In 2012, there were about 100 bolted routes on Koh Yao Noi, with more routes having gone up since then.
The costs of bolting the routes is mostly footed by a small group of dedicated rock climbers, reported Climbing, a US-based magazine, in 2012.
“Koh Yao Noi has been entirely equipped using titanium bolts and red-glue, which at the moment are the top material in terms of safety standards. This outstanding job was started in 2004, a few days before the tsunami, by Marc Miner [Ms Miner’s husband] and his friends,” explained Mr Mereu.
A number of the bolts used in Koh Yao Noi were donated by the Thaitanium Project, which accepts cash donations from climbers around the world, and then passes those donations to the climbers placing the orders for bolts each year.
“Considering that most of the climbing areas are frequented by local climbers, hence constantly inspected, all the routes are very safe and there is very little room for danger,” Mr Mereu explained. “In any case, we need to remember that we are talking about rock climbing, which is itself an activity that exposes its lovers to a higher dose of risk than badminton, for instance.”
ECONOMIC FACTORS
Unlike Railey, the climbing in Koh Yao Noi is still a relatively ‘small business’. Nonetheless, it provides an important source of income for local communities on the island.
“Rock climbing is a large part of the economy of Tha Khao [one of the villages on Koh Yao Noi], as well as the island in general. Bungalows, restaurants, massage shops, local boatmen and so on, are all losing business because of the closure,” explained Ms Miner. “Tha Khao is the closest village to the climbing routes, and it is where boats to the climbing areas depart from, so this is the village that is being most affected.”
Though rock climbers are not known for being five-star hotel guests, the money they spend is mostly directly injected into local communities instead of feeding the profits of large travel organizations, explained Mr Mereu, who works for a large travel company in Phuket.
“Closing Koh Yao Noi simply means deliberately obstructing the growth and the respectability of Thailand as a world-class climbing destination, and most importantly, depriving the local community of an additional income that would otherwise be entirely lost.”
However, Mr Worapot said that the closure of the routes will not have any major impact on tourism or local businesses on the island.

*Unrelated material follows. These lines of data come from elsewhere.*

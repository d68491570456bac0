//! Configuration management for mysh
//!
//! Configuration is optional: every field has a default and a file only
//! needs to name what it changes. See [`loader`] for where files are looked
//! up and how they are validated.

pub mod loader;

use serde::{Deserialize, Serialize};
use std::path::PathBuf;

use crate::history::{DEFAULT_HISTORY_FILE, MAX_HISTORY_ENTRIES};

/// Main configuration structure for mysh
#[derive(Debug, Clone, Default, PartialEq, Serialize, Deserialize)]
#[serde(default)]
pub struct Config {
    /// Console configuration
    pub shell: ShellConfig,

    /// History persistence configuration
    pub history: HistoryConfig,

    /// Logging configuration
    pub logging: LoggingConfig,
}

/// Console-related configuration
#[derive(Debug, Clone, PartialEq, Serialize, Deserialize)]
#[serde(default)]
pub struct ShellConfig {
    /// Text printed before each read
    pub prompt: String,

    /// Print the welcome banner at startup
    pub show_banner: bool,
}

impl Default for ShellConfig {
    fn default() -> Self {
        Self {
            prompt: "# ".to_string(),
            show_banner: true,
        }
    }
}

/// History persistence configuration
#[derive(Debug, Clone, PartialEq, Serialize, Deserialize)]
#[serde(default)]
pub struct HistoryConfig {
    /// History file; relative paths are taken from the process working
    /// directory
    pub file: PathBuf,

    /// Maximum number of entries kept
    pub max_entries: usize,
}

impl Default for HistoryConfig {
    fn default() -> Self {
        Self {
            file: PathBuf::from(DEFAULT_HISTORY_FILE),
            max_entries: MAX_HISTORY_ENTRIES,
        }
    }
}

/// Logging configuration
#[derive(Debug, Clone, PartialEq, Serialize, Deserialize)]
#[serde(default)]
pub struct LoggingConfig {
    /// Default `tracing` filter when `RUST_LOG` is unset
    pub level: String,
}

impl Default for LoggingConfig {
    fn default() -> Self {
        Self {
            level: "warn".to_string(),
        }
    }
}
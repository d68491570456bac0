//! Unit tests for the history store and its file
//!
//! Exercises persistence through real files in a temporary directory.

use mysh::commands::Command;
use mysh::history::{codec, HistoryStore, ReplayTarget};
use std::fs;
use tempfile::TempDir;

#[test]
fn test_listing_is_idempotent_in_content() {
    let mut store = HistoryStore::with_path("unused.txt");
    store.push(Command::parse("whereami"));
    store.push(Command::parse("start ls -l"));

    let first = store.list();
    let second = store.list();
    assert_eq!(first, second);
    assert_eq!(first, vec!["0: start ls -l", "1: whereami"]);
}

#[test]
fn test_push_shifts_indices_by_one() {
    let mut store = HistoryStore::with_path("unused.txt");
    store.push(Command::parse("whereami"));
    store.push(Command::parse("history"));
    let before = store.list();

    store.push(Command::parse("dalekall"));
    let after = store.list();

    assert_eq!(after.len(), before.len() + 1);
    assert_eq!(after[1], "1: history");
    assert_eq!(after[2], "2: whereami");
}

#[test]
fn test_replay_before_any_listing_finds_nothing() {
    let mut store = HistoryStore::with_path("unused.txt");
    store.push(Command::parse("whereami"));
    assert_eq!(store.resolve_replay(0), ReplayTarget::NotFound);
}

#[test]
fn test_file_round_trip_preserves_order() {
    let dir = TempDir::new().unwrap();
    let path = dir.path().join("mysh_history.txt");

    let mut store = HistoryStore::with_path(&path);
    for raw in ["whereami", "movetodir /tmp", "history"] {
        store.push(Command::parse(raw));
    }
    store.save().unwrap();

    let content = fs::read_to_string(&path).unwrap();
    assert_eq!(content, "history,movetodir /tmp,whereami\n");
    assert_eq!(content.lines().count(), 1);

    let mut loaded = HistoryStore::load(&path).unwrap();
    assert_eq!(
        loaded.list(),
        vec!["0: history", "1: movetodir /tmp", "2: whereami"]
    );
}

#[test]
fn test_load_accepts_multi_line_files() {
    let dir = TempDir::new().unwrap();
    let path = dir.path().join("mysh_history.txt");
    fs::write(&path, "history,whereami\ndalekall\n").unwrap();

    let store = HistoryStore::load(&path).unwrap();
    assert_eq!(store.len(), 3);
    assert_eq!(store.get(2).unwrap().raw_text, "dalekall");
}

#[test]
fn test_save_overwrites_instead_of_appending() {
    let dir = TempDir::new().unwrap();
    let path = dir.path().join("mysh_history.txt");
    fs::write(&path, "whereami\n").unwrap();

    let mut store = HistoryStore::load(&path).unwrap();
    store.push(Command::parse("history"));
    store.save().unwrap();
    store.save().unwrap();

    assert_eq!(fs::read_to_string(&path).unwrap(), "history,whereami\n");
}

#[test]
fn test_commas_in_arguments_split_on_reload() {
    // The file format has no escaping
    let encoded = codec::encode(["start echo a,b"]);
    assert_eq!(codec::decode(&encoded), vec!["start echo a", "b"]);
}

“Only a small number of the tourists who come to Koh Yao Noi do so for climbing. The safety and lives of those visiting our park is much more important than the small amount of income that can be derived by allowing the activity. I hope that people will understand this and enjoy other activities offered on our island,” Mr Worapot said.
DASHED SOLUTION
Climbing in national parks is not illegal, confirmed Mr Worapot. However, it is necessary to file certain paperwork, and permission must be granted by the park chief.
“Normally, climbing can be done in a park if the operators get permission from officers. All they have to do is send a letter requesting permission to conduct this kind of business in the area,” Mr Worapot said.
“In this case, it doesn’t matter if they do apply to designate the area as a climbing zone, as I have already decided to ban this activity. The walls are too steep, it is too dangerous.
“Please do not compare us to other places, as every officer has their own way of making decisions, and I say ‘no’ to this.”
Mr Worapot explained that he was taking a hard line on the issue following operators disobeying orders banning climbing.
“We have warned them a number of times, but the businesses keep getting bigger and bigger. I must be firm.”
Mr Worapot has posted signs informing operators and tourists that climbing in the area is illegal. However, he pointed out that tourists weren’t his primary focus.
“Operators know that they are not supposed to climb, but still do. Tourists will not climb without operators to lead them,” he said. “So, we will not press charges against tourists or fine them.”